▶ [TASK DETAILS] Every line of the entries below from the one containing "page listing cheques." to the one containing "pub const CLIENT_IDENTITY_FIELDS: &str", both ends included, must be written out exactly. No other line belongs in the answer.

▶ [WORKING DATA]
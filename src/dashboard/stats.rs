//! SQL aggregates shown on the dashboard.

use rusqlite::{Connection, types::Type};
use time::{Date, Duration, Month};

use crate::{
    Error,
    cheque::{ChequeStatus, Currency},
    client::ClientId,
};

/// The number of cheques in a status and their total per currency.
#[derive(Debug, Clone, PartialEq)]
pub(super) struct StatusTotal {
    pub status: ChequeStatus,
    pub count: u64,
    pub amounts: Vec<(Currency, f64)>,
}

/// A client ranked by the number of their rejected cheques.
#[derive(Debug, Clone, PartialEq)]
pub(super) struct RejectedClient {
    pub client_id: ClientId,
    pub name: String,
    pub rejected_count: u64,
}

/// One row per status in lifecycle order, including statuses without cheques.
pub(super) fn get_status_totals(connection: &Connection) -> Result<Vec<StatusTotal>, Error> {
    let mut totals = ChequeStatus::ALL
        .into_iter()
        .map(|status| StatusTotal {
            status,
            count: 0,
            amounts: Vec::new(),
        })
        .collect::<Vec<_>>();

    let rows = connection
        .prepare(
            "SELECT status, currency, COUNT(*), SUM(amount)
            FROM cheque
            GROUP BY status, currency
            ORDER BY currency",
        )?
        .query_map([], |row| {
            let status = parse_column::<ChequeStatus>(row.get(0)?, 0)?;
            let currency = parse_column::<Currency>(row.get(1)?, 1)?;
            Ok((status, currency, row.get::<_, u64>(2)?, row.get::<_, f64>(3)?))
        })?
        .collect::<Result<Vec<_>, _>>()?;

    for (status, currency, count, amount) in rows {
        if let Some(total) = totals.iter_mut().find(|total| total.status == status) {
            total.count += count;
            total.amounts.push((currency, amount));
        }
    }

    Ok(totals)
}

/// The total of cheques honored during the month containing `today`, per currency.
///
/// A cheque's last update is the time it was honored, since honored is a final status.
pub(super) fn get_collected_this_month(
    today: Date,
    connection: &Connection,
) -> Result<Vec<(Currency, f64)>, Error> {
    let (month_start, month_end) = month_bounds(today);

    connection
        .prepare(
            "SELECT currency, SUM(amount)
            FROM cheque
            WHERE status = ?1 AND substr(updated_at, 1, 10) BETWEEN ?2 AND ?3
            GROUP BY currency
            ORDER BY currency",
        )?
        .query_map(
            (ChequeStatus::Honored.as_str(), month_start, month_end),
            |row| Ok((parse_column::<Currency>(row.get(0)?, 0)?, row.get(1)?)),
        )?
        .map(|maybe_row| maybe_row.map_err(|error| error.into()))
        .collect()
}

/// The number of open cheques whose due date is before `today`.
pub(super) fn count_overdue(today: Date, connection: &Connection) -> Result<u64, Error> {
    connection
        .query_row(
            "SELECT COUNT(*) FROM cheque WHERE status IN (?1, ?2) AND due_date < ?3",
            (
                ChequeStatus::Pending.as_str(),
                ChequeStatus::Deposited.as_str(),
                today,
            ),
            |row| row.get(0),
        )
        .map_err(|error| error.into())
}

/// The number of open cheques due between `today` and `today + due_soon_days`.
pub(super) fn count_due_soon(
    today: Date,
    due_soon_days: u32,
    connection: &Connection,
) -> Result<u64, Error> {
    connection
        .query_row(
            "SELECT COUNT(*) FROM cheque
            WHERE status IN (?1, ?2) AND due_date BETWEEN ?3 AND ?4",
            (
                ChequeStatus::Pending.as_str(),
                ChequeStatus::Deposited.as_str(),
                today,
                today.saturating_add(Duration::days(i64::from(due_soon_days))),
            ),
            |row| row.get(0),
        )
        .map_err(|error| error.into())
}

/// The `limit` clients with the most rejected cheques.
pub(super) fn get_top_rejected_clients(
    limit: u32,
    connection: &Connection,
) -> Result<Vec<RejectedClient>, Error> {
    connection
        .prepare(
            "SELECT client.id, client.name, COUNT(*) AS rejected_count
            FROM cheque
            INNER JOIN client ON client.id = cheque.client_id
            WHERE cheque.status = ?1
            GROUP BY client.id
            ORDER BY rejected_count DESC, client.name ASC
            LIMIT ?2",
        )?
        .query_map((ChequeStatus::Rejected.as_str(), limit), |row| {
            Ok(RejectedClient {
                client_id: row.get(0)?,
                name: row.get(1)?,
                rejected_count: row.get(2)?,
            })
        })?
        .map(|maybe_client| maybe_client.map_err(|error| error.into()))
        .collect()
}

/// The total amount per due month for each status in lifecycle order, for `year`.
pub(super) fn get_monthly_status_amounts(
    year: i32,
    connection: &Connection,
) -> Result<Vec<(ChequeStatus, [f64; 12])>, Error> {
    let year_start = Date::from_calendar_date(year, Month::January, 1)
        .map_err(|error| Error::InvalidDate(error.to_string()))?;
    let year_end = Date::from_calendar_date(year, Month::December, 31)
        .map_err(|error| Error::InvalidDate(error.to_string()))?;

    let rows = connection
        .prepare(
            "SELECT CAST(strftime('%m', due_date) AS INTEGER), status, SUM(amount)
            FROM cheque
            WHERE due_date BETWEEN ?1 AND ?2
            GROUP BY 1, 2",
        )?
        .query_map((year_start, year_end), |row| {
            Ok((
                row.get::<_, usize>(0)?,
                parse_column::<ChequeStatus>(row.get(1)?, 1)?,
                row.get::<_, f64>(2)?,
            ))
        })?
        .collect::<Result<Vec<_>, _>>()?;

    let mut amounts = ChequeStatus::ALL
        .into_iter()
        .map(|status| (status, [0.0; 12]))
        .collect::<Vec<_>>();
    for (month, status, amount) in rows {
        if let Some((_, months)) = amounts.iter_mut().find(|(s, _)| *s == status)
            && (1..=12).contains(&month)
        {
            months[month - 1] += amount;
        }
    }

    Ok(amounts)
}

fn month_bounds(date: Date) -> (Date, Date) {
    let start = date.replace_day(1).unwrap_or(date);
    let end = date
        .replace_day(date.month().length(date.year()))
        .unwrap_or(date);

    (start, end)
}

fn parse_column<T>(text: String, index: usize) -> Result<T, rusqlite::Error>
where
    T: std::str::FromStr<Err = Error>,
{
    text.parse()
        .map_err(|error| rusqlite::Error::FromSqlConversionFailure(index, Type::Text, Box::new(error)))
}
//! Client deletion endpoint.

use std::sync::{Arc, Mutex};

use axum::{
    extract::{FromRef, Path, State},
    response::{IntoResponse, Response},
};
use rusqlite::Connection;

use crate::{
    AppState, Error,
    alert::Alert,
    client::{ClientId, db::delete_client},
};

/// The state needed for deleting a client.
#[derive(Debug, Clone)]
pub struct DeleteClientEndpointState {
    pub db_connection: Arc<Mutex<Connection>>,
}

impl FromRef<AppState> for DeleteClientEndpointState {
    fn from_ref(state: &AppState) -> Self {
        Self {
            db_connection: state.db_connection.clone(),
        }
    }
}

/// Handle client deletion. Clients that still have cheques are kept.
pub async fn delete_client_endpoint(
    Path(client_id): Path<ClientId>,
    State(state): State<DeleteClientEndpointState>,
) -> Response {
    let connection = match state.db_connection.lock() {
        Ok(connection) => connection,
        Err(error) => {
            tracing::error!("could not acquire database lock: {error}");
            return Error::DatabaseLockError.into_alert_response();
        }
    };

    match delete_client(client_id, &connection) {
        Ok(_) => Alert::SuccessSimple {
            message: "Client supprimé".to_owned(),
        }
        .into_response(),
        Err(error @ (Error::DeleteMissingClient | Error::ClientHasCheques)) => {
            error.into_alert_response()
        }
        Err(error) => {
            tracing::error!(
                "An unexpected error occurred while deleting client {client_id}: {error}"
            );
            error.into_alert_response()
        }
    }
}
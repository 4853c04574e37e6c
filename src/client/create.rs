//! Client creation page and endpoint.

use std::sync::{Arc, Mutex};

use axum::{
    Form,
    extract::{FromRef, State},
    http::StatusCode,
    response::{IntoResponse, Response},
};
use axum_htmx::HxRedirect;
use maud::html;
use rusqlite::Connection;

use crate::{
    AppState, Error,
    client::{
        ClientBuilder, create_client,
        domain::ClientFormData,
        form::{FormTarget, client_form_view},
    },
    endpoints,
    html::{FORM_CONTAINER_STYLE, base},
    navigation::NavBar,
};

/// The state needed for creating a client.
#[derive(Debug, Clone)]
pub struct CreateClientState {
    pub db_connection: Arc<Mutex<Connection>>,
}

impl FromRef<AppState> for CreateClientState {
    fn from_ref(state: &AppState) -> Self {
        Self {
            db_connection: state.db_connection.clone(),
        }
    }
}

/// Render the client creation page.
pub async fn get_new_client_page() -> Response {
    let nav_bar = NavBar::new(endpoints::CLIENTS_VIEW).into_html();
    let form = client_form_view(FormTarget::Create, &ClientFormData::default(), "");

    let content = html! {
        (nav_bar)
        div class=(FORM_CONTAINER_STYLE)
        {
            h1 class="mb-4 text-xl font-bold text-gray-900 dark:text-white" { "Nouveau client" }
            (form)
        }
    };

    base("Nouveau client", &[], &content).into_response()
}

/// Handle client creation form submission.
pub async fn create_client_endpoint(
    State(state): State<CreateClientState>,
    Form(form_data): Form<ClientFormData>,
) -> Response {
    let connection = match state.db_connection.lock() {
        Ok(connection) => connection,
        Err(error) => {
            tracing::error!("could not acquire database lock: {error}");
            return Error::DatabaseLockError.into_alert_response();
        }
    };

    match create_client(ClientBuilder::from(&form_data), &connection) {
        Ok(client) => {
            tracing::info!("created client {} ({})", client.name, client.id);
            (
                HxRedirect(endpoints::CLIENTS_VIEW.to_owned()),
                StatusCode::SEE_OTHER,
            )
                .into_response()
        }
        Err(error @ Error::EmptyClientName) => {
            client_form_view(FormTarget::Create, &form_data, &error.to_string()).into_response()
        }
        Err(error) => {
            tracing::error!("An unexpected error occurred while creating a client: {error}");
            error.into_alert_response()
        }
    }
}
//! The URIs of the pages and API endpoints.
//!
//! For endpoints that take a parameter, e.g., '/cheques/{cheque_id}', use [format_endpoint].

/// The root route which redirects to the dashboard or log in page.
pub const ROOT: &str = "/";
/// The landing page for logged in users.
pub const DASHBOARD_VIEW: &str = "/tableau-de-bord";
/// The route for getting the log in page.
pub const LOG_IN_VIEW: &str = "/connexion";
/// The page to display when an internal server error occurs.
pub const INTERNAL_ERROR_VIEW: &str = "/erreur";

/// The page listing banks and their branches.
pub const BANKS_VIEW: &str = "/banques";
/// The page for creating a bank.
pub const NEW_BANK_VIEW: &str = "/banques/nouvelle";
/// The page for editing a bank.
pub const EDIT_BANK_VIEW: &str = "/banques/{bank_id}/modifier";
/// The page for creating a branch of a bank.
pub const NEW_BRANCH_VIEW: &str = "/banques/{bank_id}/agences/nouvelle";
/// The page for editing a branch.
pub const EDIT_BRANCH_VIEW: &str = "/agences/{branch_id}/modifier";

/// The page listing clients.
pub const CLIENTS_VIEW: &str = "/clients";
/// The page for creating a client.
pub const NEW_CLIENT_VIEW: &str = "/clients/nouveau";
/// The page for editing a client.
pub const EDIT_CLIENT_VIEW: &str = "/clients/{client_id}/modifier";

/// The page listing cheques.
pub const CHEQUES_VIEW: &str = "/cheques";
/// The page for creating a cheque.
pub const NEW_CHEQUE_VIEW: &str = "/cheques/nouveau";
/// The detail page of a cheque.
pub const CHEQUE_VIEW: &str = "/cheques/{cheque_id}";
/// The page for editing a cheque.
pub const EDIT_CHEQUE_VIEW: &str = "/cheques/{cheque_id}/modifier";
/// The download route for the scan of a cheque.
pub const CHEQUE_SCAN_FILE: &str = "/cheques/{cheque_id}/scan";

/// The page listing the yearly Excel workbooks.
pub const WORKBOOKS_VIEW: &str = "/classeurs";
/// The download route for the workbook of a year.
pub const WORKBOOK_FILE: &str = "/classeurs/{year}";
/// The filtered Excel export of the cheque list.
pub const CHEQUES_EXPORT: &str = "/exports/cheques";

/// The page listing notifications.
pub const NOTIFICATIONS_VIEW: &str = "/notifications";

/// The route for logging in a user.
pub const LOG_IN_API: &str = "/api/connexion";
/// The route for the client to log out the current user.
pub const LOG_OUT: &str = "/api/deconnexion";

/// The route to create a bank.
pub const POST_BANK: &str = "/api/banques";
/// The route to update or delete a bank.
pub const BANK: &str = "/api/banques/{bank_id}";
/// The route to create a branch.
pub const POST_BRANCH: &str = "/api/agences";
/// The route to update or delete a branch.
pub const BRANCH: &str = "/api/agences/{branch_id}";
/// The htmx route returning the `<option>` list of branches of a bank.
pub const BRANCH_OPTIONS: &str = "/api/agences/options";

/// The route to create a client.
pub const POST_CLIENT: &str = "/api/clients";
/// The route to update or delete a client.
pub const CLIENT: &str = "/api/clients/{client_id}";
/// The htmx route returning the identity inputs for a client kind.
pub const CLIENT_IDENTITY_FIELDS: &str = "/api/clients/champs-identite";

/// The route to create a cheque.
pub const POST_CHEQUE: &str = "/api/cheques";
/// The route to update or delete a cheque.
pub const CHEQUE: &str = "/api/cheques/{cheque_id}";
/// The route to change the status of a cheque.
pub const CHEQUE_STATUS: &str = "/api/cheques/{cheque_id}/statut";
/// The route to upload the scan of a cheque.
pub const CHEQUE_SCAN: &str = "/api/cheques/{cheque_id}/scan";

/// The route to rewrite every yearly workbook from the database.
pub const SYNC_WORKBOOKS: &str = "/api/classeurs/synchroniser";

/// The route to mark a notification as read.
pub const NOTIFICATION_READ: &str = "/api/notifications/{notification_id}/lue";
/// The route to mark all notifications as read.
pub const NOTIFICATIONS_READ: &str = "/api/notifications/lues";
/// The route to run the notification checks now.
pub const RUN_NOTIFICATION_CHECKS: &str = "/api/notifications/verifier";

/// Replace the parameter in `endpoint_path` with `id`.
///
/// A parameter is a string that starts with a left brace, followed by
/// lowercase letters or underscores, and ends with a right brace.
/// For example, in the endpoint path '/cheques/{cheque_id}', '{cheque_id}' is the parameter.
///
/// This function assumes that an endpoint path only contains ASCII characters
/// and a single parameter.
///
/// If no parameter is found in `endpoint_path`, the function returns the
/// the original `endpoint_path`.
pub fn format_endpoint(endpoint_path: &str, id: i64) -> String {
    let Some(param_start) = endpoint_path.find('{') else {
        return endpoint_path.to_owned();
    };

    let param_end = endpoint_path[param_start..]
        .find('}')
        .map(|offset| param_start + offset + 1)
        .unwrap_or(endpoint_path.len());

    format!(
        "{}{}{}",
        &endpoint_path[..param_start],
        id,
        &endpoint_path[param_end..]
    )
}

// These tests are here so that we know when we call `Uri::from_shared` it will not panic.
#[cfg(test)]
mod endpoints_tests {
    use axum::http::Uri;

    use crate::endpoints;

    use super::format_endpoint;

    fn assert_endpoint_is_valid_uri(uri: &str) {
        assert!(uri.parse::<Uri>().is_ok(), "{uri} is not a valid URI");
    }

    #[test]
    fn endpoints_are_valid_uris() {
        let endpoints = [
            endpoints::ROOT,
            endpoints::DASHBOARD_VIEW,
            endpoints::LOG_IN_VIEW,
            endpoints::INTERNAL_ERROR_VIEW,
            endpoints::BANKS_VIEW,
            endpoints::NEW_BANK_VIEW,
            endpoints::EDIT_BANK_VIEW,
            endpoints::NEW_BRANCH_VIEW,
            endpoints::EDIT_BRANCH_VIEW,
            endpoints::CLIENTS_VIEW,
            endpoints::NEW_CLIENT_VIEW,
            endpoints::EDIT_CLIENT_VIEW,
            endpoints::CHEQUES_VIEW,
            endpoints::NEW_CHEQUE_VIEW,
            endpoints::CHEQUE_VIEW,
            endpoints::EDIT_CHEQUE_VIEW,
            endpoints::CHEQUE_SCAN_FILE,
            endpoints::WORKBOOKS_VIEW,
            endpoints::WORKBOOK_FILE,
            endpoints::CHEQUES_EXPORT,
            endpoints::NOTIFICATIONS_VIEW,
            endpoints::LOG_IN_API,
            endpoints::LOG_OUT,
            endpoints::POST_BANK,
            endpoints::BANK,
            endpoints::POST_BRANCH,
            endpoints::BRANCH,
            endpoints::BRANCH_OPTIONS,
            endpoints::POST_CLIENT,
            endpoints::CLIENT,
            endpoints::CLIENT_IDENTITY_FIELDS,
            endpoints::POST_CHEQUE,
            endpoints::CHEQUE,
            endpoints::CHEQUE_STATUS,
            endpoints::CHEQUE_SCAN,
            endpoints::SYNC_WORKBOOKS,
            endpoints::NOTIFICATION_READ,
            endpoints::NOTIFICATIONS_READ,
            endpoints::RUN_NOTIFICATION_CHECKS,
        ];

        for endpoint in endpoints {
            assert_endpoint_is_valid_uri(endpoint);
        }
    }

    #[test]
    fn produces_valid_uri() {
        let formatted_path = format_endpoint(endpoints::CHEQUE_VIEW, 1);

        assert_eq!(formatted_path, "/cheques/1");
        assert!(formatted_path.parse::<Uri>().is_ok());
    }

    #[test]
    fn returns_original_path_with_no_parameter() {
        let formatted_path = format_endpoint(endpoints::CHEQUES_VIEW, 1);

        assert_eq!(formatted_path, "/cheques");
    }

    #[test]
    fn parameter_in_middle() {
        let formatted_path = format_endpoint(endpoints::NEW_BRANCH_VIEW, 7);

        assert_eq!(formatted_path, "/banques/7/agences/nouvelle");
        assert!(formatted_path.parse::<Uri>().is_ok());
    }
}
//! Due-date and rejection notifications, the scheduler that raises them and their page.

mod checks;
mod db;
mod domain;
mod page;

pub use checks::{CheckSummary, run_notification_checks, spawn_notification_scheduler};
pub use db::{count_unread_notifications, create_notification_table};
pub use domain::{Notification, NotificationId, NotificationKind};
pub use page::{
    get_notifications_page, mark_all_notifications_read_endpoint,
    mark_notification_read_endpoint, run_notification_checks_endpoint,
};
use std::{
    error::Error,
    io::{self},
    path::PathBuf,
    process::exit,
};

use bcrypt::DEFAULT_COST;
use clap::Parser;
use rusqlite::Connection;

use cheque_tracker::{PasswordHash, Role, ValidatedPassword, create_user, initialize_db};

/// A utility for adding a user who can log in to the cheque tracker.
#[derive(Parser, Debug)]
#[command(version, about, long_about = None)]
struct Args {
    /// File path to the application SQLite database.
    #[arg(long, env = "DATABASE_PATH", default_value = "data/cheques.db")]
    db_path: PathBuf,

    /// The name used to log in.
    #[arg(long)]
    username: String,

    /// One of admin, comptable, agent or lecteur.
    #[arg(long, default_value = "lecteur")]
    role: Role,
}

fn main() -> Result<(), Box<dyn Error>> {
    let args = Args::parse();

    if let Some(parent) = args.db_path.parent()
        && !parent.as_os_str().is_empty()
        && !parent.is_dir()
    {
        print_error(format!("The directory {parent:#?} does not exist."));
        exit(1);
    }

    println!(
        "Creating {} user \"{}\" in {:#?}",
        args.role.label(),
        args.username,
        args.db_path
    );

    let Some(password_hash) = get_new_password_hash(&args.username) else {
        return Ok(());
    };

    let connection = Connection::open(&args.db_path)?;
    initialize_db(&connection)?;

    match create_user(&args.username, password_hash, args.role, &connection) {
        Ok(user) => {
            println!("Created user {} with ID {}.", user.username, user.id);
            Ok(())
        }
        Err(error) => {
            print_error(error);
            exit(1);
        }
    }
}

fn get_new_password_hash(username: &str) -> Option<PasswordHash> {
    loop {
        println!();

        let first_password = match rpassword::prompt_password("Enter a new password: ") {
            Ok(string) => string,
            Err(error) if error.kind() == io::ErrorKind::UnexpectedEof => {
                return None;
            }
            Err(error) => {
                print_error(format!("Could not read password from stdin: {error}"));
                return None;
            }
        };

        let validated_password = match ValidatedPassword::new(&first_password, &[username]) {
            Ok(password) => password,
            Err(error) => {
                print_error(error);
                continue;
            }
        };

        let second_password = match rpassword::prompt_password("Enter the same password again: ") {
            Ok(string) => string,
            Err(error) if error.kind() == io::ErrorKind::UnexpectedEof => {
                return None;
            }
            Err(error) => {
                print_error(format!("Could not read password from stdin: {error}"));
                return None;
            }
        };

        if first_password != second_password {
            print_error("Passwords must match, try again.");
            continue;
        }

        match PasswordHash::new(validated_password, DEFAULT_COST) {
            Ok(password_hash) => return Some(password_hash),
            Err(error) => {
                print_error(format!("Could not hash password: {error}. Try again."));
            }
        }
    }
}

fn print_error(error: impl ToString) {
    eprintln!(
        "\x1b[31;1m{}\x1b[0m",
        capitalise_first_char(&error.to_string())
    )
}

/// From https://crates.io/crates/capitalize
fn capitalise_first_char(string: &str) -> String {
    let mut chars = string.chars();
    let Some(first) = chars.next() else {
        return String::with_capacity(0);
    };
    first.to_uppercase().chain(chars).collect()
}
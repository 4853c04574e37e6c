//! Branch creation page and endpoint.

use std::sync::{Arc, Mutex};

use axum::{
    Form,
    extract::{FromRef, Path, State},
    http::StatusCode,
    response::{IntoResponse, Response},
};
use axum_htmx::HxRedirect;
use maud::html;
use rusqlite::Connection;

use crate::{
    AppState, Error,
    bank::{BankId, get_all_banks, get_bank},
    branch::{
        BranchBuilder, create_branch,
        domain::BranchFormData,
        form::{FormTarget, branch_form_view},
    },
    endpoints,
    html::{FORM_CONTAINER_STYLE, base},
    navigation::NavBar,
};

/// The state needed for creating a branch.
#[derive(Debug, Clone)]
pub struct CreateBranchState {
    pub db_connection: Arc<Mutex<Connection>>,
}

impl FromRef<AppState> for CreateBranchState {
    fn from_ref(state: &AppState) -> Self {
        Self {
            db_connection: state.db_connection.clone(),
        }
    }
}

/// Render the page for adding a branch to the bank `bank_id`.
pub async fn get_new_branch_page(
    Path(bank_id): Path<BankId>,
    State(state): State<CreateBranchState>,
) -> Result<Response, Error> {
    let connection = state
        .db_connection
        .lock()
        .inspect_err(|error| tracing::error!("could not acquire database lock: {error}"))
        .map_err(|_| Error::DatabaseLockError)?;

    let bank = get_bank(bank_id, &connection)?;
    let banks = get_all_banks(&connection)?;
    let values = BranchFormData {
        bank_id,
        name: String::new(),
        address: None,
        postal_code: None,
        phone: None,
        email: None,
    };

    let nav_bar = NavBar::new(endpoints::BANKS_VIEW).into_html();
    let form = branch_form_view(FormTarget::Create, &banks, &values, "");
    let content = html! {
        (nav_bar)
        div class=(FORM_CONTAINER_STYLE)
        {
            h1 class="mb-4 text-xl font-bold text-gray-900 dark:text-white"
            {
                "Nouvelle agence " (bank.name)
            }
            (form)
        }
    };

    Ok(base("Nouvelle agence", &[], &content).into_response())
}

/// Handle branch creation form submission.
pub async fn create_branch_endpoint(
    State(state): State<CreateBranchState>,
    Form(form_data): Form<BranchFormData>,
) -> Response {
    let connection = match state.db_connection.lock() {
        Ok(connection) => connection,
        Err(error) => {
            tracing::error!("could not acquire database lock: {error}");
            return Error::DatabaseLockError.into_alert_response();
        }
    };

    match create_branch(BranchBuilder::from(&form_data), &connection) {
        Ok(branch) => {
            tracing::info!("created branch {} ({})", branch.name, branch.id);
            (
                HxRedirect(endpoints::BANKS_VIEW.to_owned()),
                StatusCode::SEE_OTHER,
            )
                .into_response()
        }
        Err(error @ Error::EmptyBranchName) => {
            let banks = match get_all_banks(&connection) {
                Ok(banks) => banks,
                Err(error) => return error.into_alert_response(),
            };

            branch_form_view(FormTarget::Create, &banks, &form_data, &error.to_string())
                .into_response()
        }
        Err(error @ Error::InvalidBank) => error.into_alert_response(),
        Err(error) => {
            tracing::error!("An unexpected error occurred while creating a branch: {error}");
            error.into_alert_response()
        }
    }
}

▶ [TASK RESULT]
/// The page listing cheques.
pub const CHEQUES_VIEW: &str = "/cheques";
/// The page for creating a cheque.
pub const NEW_CHEQUE_VIEW: &str = "/cheques/nouveau";
/// The detail page of a cheque.
pub const CHEQUE_VIEW: &str = "/cheques/{cheque_id}";
/// The page for editing a cheque.
pub const EDIT_CHEQUE_VIEW: &str = "/cheques/{cheque_id}/modifier";
/// The download route for the scan of a cheque.
pub const CHEQUE_SCAN_FILE: &str = "/cheques/{cheque_id}/scan";

/// The page listing the yearly Excel workbooks.
pub const WORKBOOKS_VIEW: &str = "/classeurs";
/// The download route for the workbook of a year.
pub const WORKBOOK_FILE: &str = "/classeurs/{year}";
/// The filtered Excel export of the cheque list.
pub const CHEQUES_EXPORT: &str = "/exports/cheques";

/// The page listing notifications.
pub const NOTIFICATIONS_VIEW: &str = "/notifications";

/// The route for logging in a user.
pub const LOG_IN_API: &str = "/api/connexion";
/// The route for the client to log out the current user.
pub const LOG_OUT: &str = "/api/deconnexion";

/// The route to create a bank.
pub const POST_BANK: &str = "/api/banques";
/// The route to update or delete a bank.
pub const BANK: &str = "/api/banques/{bank_id}";
/// The route to create a branch.
pub const POST_BRANCH: &str = "/api/agences";
/// The route to update or delete a branch.
pub const BRANCH: &str = "/api/agences/{branch_id}";
/// The htmx route returning the `<option>` list of branches of a bank.
pub const BRANCH_OPTIONS: &str = "/api/agences/options";

/// The route to create a client.
pub const POST_CLIENT: &str = "/api/clients";
/// The route to update or delete a client.
pub const CLIENT: &str = "/api/clients/{client_id}";
/// The htmx route returning the identity inputs for a client kind.
pub const CLIENT_IDENTITY_FIELDS: &str = "/api/clients/champs-identite";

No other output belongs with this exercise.